Dinner Order Flub

Everything About Fiction You Never Wanted to Know.

A Comedy Trope. A character is eating a fancy restaurant where the menu is in a foreign language. Attempting to appear sophisticated and impress their date, the character points at something impressive sounding on the menu and says they'll have that, only for the waiter to inform them that they have just ordered the dress code, the chef or something similar.

Alternatively, the character could order an actual dish, but add a provisio that indicates they have no idea what it is they have just ordered. When Played for Laughs, often involves the waiter bringing back a heaping helping of the region's finest Foreign Queasine.
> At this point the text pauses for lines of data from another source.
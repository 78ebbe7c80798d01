// Copyright 2026 the Strata Authors
// SPDX-License-Identifier: Apache-2.0 OR MIT

//! Simulated host that drives a scene through a short session.
//!
//! Builds a three-layer scene (backdrop, HUD with a view tree, modal popup),
//! then plays platform callbacks against it: setup, resize, lifecycle
//! notifications, frames, touches, a back-key press, and a context loss.
//! Events go to both a [`PrettyPrintSink`](strata_debug::pretty::PrettyPrintSink)
//! on stdout and a [`RecorderSink`](strata_debug::recorder::RecorderSink),
//! whose recording is exported as Chrome trace JSON at the end.

use std::cell::{Cell, RefCell};
use std::fs::File;
use std::io::{self, BufWriter};
use std::rc::Rc;

use kurbo::{Affine, Point, Rect};

use strata_core::deferred::DeferredQueue;
use strata_core::scene::{Layer, LayerCommand, Scene, SceneConfig};
use strata_core::touch::{TouchEvent, TouchPhase};
use strata_core::trace::{
    BackKeyEvent, ContextChangedEvent, DeferredEvent, LayerChangeEvent, ResizeEvent, SetupEvent,
    TouchDispatchEvent, TraceSink, Tracer, TransitionEvent,
};
use strata_core::view::{Animation, UserObj, View, ViewCommand, ViewGroup};

use strata_debug::pretty::PrettyPrintSink;
use strata_debug::recorder::RecorderSink;

const FRAME_COUNT: u32 = 90;
const FRAME_DT: f32 = 1.0 / 60.0;
const SLIDE_SECS: f64 = 0.25;

const LAYER_BACKDROP: i32 = 0;
const LAYER_HUD: i32 = 10;
const LAYER_POPUP: i32 = 20;

const VIEW_PAUSE: i32 = 1;
const VIEW_TOOLBAR: i32 = 2;
const VIEW_HIDE_TOOLBAR: i32 = 3;

fn main() -> io::Result<()> {
    // -- sinks -------------------------------------------------------------
    let recorder = Rc::new(RefCell::new(RecorderSink::new()));
    let tee = Tee(vec![
        Box::new(PrettyPrintSink::new(Box::new(io::stdout()))),
        Box::new(recorder.clone()),
    ]);

    // -- scene -------------------------------------------------------------
    let mut scene = Scene::with_config(SceneConfig::by_id());
    scene.set_tracer(Tracer::new(Box::new(tee)));
    let layers = scene.deferred();

    let paused = Rc::new(Cell::new(false));
    let elapsed = Rc::new(Cell::new(0.0_f32));
    let presses = Rc::new(Cell::new(0_u32));
    let popup_open = Rc::new(Cell::new(false));

    scene.add_layer(
        LAYER_BACKDROP,
        Box::new(Backdrop {
            paused: paused.clone(),
            elapsed: elapsed.clone(),
        }),
    );
    scene.add_layer(LAYER_HUD, Box::new(Hud::new(paused.clone(), presses.clone())));

    {
        let layers = layers.clone();
        let popup_open = popup_open.clone();
        scene.set_back_key_handler(move || {
            if popup_open.get() {
                layers.push(LayerCommand::Remove(LAYER_POPUP));
                true
            } else {
                false
            }
        });
    }

    // -- platform callbacks ------------------------------------------------
    scene.setup();
    match scene.resize(1920, 1080) {
        Ok(aspect) => println!("surface aspect {aspect:.4}"),
        Err(err) => println!("resize failed: {err}"),
    }
    if let Err(err) = scene.resize(1920, 0) {
        println!("resize rejected: {err}");
    }
    report(scene.on_activate());
    report(scene.on_start());

    for frame in 0..FRAME_COUNT {
        match frame {
            // Pause button, then the toolbar's hide button.
            20 => tap(&mut scene, Point::new(40.0, 40.0)),
            30 => tap(&mut scene, Point::new(140.0, 40.0)),
            // The toolbar is gone; this lands on nothing.
            35 => tap(&mut scene, Point::new(140.0, 40.0)),
            40 | 80 => {
                layers.push(LayerCommand::Add(
                    LAYER_POPUP,
                    Box::new(Popup::new(popup_open.clone(), layers.clone())),
                ));
                scene.apply_deferred();
            }
            // Swallowed by the popup even though it is over the pause button.
            50 => tap(&mut scene, Point::new(40.0, 40.0)),
            60 => {
                let closed = scene.on_press_back_key();
                println!("back key closed popup: {closed}");
            }
            70 => scene.on_context_changed(),
            // The popup's close box removes it from inside dispatch.
            85 => tap(&mut scene, Point::new(920.0, 320.0)),
            88 => {
                let closed = scene.on_press_back_key();
                println!("back key with no popup handled: {closed}");
            }
            _ => {}
        }
        scene.step(FRAME_DT);
    }

    report(scene.on_end());
    report(scene.on_suspend());
    // Not allowed from Inactive.
    report(scene.on_start());
    scene.remove_all_layers();
    drop(scene);

    println!(
        "backdrop time {:.3}s over {FRAME_COUNT} frames, {} button presses",
        elapsed.get(),
        presses.get()
    );

    // -- export ------------------------------------------------------------
    let path = "scene_trace.json";
    let mut writer = BufWriter::new(File::create(path)?);
    strata_debug::json::export(recorder.borrow().as_bytes(), &mut writer)?;
    println!("Wrote {path}");
    Ok(())
}

fn tap(scene: &mut Scene, at: Point) {
    let down = TouchEvent::new(TouchPhase::Down, at);
    let handled = scene.on_touch(&down);
    scene.on_touch(&TouchEvent { phase: TouchPhase::Up, ..down });
    println!("tap at ({:.0}, {:.0}) handled: {handled}", at.x, at.y);
}

fn report<T: std::fmt::Debug, E: std::fmt::Display>(result: Result<T, E>) {
    match result {
        Ok(state) => println!("lifecycle now {state:?}"),
        Err(err) => println!("lifecycle error: {err}"),
    }
}

// ---------------------------------------------------------------------------
// Tee sink
// ---------------------------------------------------------------------------

/// Forwards every event to each inner sink in order.
struct Tee(Vec<Box<dyn TraceSink>>);

impl TraceSink for Tee {
    fn on_setup(&mut self, e: &SetupEvent) {
        self.0.iter_mut().for_each(|s| s.on_setup(e));
    }

    fn on_resize(&mut self, e: &ResizeEvent) {
        self.0.iter_mut().for_each(|s| s.on_resize(e));
    }

    fn on_transition(&mut self, e: &TransitionEvent) {
        self.0.iter_mut().for_each(|s| s.on_transition(e));
    }

    fn on_layer_change(&mut self, e: &LayerChangeEvent) {
        self.0.iter_mut().for_each(|s| s.on_layer_change(e));
    }

    fn on_touch(&mut self, e: &TouchDispatchEvent) {
        self.0.iter_mut().for_each(|s| s.on_touch(e));
    }

    fn on_context_changed(&mut self, e: &ContextChangedEvent) {
        self.0.iter_mut().for_each(|s| s.on_context_changed(e));
    }

    fn on_back_key(&mut self, e: &BackKeyEvent) {
        self.0.iter_mut().for_each(|s| s.on_back_key(e));
    }

    fn on_deferred(&mut self, e: &DeferredEvent) {
        self.0.iter_mut().for_each(|s| s.on_deferred(e));
    }
}

// ---------------------------------------------------------------------------
// Layers
// ---------------------------------------------------------------------------

struct Backdrop {
    paused: Rc<Cell<bool>>,
    elapsed: Rc<Cell<f32>>,
}

impl Layer for Backdrop {
    fn render(&mut self, dt: f32) {
        self.elapsed.set(self.elapsed.get() + dt);
    }

    fn is_paused(&self) -> bool {
        self.paused.get()
    }
}

/// Slides the HUD in from the left.
#[derive(Default)]
struct SlideIn {
    t: f64,
}

impl Animation for SlideIn {
    fn transform(&self) -> Affine {
        let progress = (self.t / SLIDE_SECS).min(1.0);
        Affine::translate((-200.0 * (1.0 - progress), 0.0))
    }

    #[expect(
        clippy::cast_possible_truncation,
        reason = "opacity is in 0..=1"
    )]
    fn opacity(&self) -> f32 {
        (self.t / SLIDE_SECS).min(1.0) as f32
    }
}

struct Hud {
    root: ViewGroup,
    slide: SlideIn,
    pause_tag: UserObj,
}

impl Hud {
    fn new(paused: Rc<Cell<bool>>, presses: Rc<Cell<u32>>) -> Self {
        let mut root = ViewGroup::new(0);
        let views = root.deferred();

        let pause_tag: UserObj = Rc::new("pause");
        root.add_view(Box::new(Button {
            id: VIEW_PAUSE,
            tag: Some(pause_tag.clone()),
            frame: Rect::new(20.0, 20.0, 60.0, 60.0),
            drawn: Rect::ZERO,
            visible: false,
            on_press: Box::new({
                let presses = presses.clone();
                move || {
                    paused.set(!paused.get());
                    presses.set(presses.get() + 1);
                }
            }),
        }));

        let mut toolbar = ViewGroup::new(VIEW_TOOLBAR);
        toolbar.add_view(Box::new(Button {
            id: VIEW_HIDE_TOOLBAR,
            tag: None,
            frame: Rect::new(120.0, 20.0, 160.0, 60.0),
            drawn: Rect::ZERO,
            visible: false,
            on_press: Box::new(move || {
                views.push(ViewCommand::RemoveById(VIEW_TOOLBAR));
                presses.set(presses.get() + 1);
            }),
        }));
        root.add_view(Box::new(toolbar));

        Self {
            root,
            slide: SlideIn::default(),
            pause_tag,
        }
    }
}

impl Layer for Hud {
    fn setup(&mut self) {
        let hide = self.root.find_view_by_id(VIEW_HIDE_TOOLBAR).is_some();
        let pause = self
            .root
            .view_by_user_obj(&self.pause_tag)
            .map(|v| v.user_id());
        println!(
            "hud setup: {} views, hide button nested: {hide}, pause button id: {pause:?}",
            self.root.count()
        );
    }

    fn render(&mut self, dt: f32) {
        self.slide.t += f64::from(dt);
        self.root.draw(f64::from(dt), Some(&self.slide));
    }

    fn on_context_changed(&mut self) {
        // Replay the entrance once the surface is back.
        self.slide = SlideIn::default();
    }

    fn on_touch(&mut self, event: &TouchEvent) -> bool {
        self.root.on_touch(event)
    }
}

struct Popup {
    close: Rect,
    open: Rc<Cell<bool>>,
    layers: DeferredQueue<LayerCommand>,
}

impl Popup {
    fn new(open: Rc<Cell<bool>>, layers: DeferredQueue<LayerCommand>) -> Self {
        open.set(true);
        Self {
            close: Rect::new(900.0, 300.0, 940.0, 340.0),
            open,
            layers,
        }
    }
}

impl Layer for Popup {
    fn render(&mut self, _dt: f32) {}

    // Modal: every touch is consumed, only the close box acts on it.
    fn on_touch(&mut self, event: &TouchEvent) -> bool {
        if event.phase == TouchPhase::Up && self.close.contains(event.position) {
            self.layers.push(LayerCommand::Remove(LAYER_POPUP));
        }
        true
    }
}

impl Drop for Popup {
    fn drop(&mut self) {
        self.open.set(false);
    }
}

// ---------------------------------------------------------------------------
// Views
// ---------------------------------------------------------------------------

struct Button {
    id: i32,
    tag: Option<UserObj>,
    frame: Rect,
    drawn: Rect,
    visible: bool,
    on_press: Box<dyn FnMut()>,
}

impl View for Button {
    fn user_id(&self) -> i32 {
        self.id
    }

    fn user_obj(&self) -> Option<&UserObj> {
        self.tag.as_ref()
    }

    fn draw(&mut self, _dt: f64, animation: Option<&dyn Animation>) {
        let (transform, opacity) =
            animation.map_or((Affine::IDENTITY, 1.0), |a| (a.transform(), a.opacity()));
        self.drawn = transform.transform_rect_bbox(self.frame);
        self.visible = opacity > 0.0;
    }

    fn on_touch(&mut self, event: &TouchEvent) -> bool {
        if self.visible && event.phase == TouchPhase::Down && self.drawn.contains(event.position) {
            (self.on_press)();
            true
        } else {
            false
        }
    }
}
Examples of Dinner Order Flub include:


Folklore

  • There is an Urban Legend, where a girl sees some Chinese characters on a menu that "look pretty", so she has them tattooed on herself. Later on, someone from China sees her tattoo, and laughs hysterically; the characters actually read "cheap, but tasty".

Jokes

  • Joke example:

Customer: (Poring over the menu) I'll have the... (italian-style pronunciation) pageone, please.
Waiter: That's not a dish, sir, that's "Page One".

Literature

  • Dave Barry explained in his column "The Evil Eye" that he was getting too nearsighted to read restaurant menus, so he just points randomly at something which turns out to be his napkin, and tells the waiter, "I want that medium rare." This joke also appears in Dave Barry Turns 50, with a medium-rare order of "We Do Not Accept Personal Checks."
  • In Our Dumb World's entry on Burkina Faso, there's a joke about the very low literacy rate of that country when one of their diplomats tries to order a notice that an extra gratuity may be charged for large groups.

Live Action TV

  • The Andy Griffith Show: while in Mount Pilot, Andy & Barney go to a fancy French restaurant. Andy isn't too proud to say he can't read the menu and just orders a steak. Barney points to menu items and gets stuff he never thought of as food.
  • There was a Mr. Bean sketch, which involved him ordering Steak tartare, believing it was just a fancy steak and the rest of the episode revolved around him trying to get rid of all the raw beef.
  • Red Dwarf: Rimmer demanded gazpacho soup served hot, but gazpacho is served cold. He never, ever lived it down.

Music

  • Ray Stevens' song "Gourmet Restaurant" is filled with stuff like this:

So I asked the waiter, "How's the beef?"
He said "Ze steak tartar is ze best you ever had."
But when he brought it, friends I thought I'd seen rare meat
But this wasn't even hurt real bad!

I can understand chocolate eggs, and chocolate bunny rabbits, But a chocolate moose? Ain't never gonna catch on...

New Media

Newspaper Comics

  • Zits manages both forms in one strip. Attempting to impress Sara, Jeremy orders the radicchio, "medium rare, of course". The waiter informs him that the raddicho is a salad and the chef prefers to serve it raw. As Sara and Connie dissolve in laughter, Walt attempts to make Jeremy feel better by saying that when he and Connie were dating he once order "jackets required".
  • One Pearls Before Swine strip had Guard Duck on a date with Maura, ordering "The chateaubriand, cooked medium well, and a glass of your finest pinot noir". Although the actual strip wasn't an example, Stephan Pastis said this about the strip in the "Pearls Sells Out" commentary:

Stephan Pastis: I really don't know what chateaubriand is. It just sounded like something fancy you'd order in an expensive restaurant. I'm hoping it is actually a type of food.

    • (For the record, chateaubriand is a type of food. It's a kind of steak.)

Western Animation

  • The Simpsons: Selma takes Hans Moleman out to dinner in order to seduce him (she wants a baby, and by this time doesn't much care with who). He tries to read the menu but the waiter tells him it's the wine list. "Very good."
  • On Rocky and Bullwinkle, Bullwinkle goes into a coffee shop and looks over the menu. Seeing that refills are free, he tells the waiter "think I'll have some of that there refill."
  • In an episode of Garfield and Friends, Jon is at a French restaurant and tries to order in French and is served a pair of boiled athletic shoes by a French Jerk waiter. In another episode, he ends up ordering the name of the chef.
  • In Hey Arnold! Helga, trying to pass herself off as Arnold's French pen pal whilst in disguise and with a very rudimentary knowledge of French, attempts to make a order from the menu of a fancy French restaurant. It isn't until she's happily tucking into the dish that the waiter informs her that she's eating cow brain and eggs... which prompts a dart to the bathroom. Arnold played it safe with a steak and fries.

Real Life

  • Artist James McNeil Whistler (as in Mother) reportedly went to a restaurant in France and ordered a flight of stairs.